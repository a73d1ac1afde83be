pub mod log_ctx;
pub mod log_flow;

pub use log_ctx::LogCtx;
pub use log_flow::{LogFlow, ProcessResult};
use anyhow::Result;
use fflogs_export::config::Config;
use fflogs_export::logger;
use fflogs_export::orchestrator::App;

#[tokio::main]
async fn main() -> Result<()> {
    // 初始化日志
    logger::init();

    // 加载配置
    let config = Config::from_env();

    // 初始化并运行应用
    App::initialize(config).await?.run().await?;

    Ok(())
}
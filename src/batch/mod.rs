//! Batching subsystem.
//!
//! Groups pending requests into efficient execution batches subject to a
//! latency budget and priority lanes. Three variants behind the
//! [`Batcher`] capability trait, selected by [`BatcherKind`]:
//!
//! - [`AdaptiveBatcher`] (default) — per-priority FIFOs with a batch size
//!   that tracks observed p95 latency against a target.
//! - [`PriorityBatcher`] — strict priority lanes, no adaptive sizing.
//! - [`SemanticBatcher`] — clusters similar requests to maximize
//!   prompt-prefix reuse on the backends.
//!
//! One dedicated drain loop per model backend repeatedly calls
//! [`collect_batch`](Batcher::collect_batch) and dispatches non-empty
//! results; [`add_request`](Batcher::add_request) is safe to call from any
//! task and returns immediately.

pub mod cluster;

mod adaptive;
mod priority;
mod semantic;

pub use adaptive::AdaptiveBatcher;
pub use priority::PriorityBatcher;
pub use semantic::SemanticBatcher;

use async_trait::async_trait;
use serde::{Deserialize, Serialize};

use crate::types::{BatchMetrics, BatchRequest, InferenceRequest};
use crate::Result;

/// Batcher variant tag.
#[derive(Debug, Clone, Copy, PartialEq, Eq, Serialize, Deserialize)]
#[serde(rename_all = "lowercase")]
pub enum BatcherKind {
    Adaptive,
    Priority,
    Semantic,
}

/// Snapshot of queue depths and batcher counters.
#[derive(Debug, Clone, Default, PartialEq, Serialize, Deserialize)]
pub struct QueueStats {
    pub express: usize,
    pub standard: usize,
    pub batch: usize,
    pub total: usize,
    pub current_batch_size: usize,
    pub total_batches: u64,
    pub total_requests: u64,
}

/// Capability interface shared by all batcher variants.
///
/// Ordering guarantees: within a priority lane, admission order is
/// preserved through batch assembly; across lanes, strict priority
/// overrides FIFO.
#[async_trait]
pub trait Batcher: Send + Sync {
    /// Enqueue a request. Returns as soon as the request is admitted.
    async fn add_request(&self, request: InferenceRequest) -> Result<()>;

    /// Assemble the next batch, or `None` when nothing is ready yet.
    async fn collect_batch(&self) -> Result<Option<BatchRequest>>;

    /// Feed back the outcome of a processed batch (adaptive sizing input).
    fn record_batch_metrics(&self, metrics: &BatchMetrics);

    /// Current queue depths and counters.
    fn queue_stats(&self) -> QueueStats;
}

=====

*Exercise requirements*: Each line above holding the string "depths" counts once; please report the total and nothing more.

*Exercise output*: 2